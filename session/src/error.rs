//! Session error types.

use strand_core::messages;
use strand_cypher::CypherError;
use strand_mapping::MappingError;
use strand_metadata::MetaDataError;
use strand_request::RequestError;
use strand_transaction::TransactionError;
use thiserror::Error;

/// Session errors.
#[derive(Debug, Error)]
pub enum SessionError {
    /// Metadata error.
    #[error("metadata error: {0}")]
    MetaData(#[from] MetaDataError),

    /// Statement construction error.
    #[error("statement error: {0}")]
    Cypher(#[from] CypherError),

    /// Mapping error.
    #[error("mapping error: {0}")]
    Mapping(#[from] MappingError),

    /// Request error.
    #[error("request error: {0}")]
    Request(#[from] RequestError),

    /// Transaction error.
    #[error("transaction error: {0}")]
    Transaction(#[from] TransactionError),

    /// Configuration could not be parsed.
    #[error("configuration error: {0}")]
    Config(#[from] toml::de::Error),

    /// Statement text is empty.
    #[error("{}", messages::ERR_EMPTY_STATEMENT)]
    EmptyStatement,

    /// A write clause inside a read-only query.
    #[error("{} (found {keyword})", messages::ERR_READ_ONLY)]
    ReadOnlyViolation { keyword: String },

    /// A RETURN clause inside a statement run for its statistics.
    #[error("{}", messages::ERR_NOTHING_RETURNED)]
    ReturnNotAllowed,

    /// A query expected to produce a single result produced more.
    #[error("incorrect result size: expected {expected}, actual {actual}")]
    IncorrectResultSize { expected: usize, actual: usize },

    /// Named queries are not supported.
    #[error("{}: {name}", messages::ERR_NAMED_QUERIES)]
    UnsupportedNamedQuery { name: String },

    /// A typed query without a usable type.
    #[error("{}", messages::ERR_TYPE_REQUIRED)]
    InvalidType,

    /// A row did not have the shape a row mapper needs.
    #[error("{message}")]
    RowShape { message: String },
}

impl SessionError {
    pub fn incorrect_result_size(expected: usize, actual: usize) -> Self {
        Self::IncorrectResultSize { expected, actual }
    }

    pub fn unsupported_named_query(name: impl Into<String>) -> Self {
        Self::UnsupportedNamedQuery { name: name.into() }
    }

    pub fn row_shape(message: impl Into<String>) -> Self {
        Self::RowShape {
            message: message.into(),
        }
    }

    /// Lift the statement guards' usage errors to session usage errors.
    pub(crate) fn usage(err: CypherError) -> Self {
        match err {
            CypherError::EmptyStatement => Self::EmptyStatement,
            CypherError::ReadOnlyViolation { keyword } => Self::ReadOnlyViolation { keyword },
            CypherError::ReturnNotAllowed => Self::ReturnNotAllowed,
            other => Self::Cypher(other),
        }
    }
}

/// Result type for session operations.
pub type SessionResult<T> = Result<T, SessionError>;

§ REQUIRED WORK
Show all of the lines above in which "EmptyStatement" is present.

§ WORKED SOLUTION
    EmptyStatement,
            CypherError::EmptyStatement => Self::EmptyStatement,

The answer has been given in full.